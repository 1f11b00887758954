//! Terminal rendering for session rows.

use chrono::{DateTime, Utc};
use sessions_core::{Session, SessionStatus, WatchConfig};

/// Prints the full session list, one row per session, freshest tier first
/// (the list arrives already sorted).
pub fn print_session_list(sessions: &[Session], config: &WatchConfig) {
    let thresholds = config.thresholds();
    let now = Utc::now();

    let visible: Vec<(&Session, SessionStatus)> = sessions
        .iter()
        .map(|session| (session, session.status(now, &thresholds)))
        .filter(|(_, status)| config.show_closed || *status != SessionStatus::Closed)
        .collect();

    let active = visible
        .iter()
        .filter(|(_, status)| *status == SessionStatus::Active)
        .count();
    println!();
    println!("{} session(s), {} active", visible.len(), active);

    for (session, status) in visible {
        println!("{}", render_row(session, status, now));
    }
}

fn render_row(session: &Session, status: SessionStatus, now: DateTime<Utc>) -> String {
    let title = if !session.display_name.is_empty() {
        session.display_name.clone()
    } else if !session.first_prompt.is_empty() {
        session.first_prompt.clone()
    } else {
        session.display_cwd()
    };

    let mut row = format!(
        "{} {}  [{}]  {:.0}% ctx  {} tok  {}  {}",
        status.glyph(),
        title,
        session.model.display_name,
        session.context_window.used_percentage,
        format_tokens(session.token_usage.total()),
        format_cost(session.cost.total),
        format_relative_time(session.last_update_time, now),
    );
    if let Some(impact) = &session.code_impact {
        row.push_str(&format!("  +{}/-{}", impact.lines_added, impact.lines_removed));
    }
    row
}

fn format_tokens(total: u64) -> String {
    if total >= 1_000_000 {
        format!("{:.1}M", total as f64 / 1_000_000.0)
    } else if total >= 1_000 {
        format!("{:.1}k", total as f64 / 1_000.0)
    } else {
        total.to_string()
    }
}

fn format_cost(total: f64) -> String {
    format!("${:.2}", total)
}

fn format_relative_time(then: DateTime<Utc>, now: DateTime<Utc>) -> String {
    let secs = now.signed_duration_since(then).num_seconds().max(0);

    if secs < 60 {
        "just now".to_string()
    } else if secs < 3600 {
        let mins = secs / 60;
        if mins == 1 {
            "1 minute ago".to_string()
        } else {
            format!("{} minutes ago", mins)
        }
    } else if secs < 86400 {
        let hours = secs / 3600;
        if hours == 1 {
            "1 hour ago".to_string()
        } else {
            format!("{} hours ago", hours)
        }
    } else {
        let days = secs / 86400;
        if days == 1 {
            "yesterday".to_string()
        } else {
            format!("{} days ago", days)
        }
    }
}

◆ ◆ ◆ ◆ ◆ ◆ ◆

TASK GOAL
Go through the listing above line by line and say how many lines hold the word "secs". Reply with that number only.

PROBLEM SOLUTION
7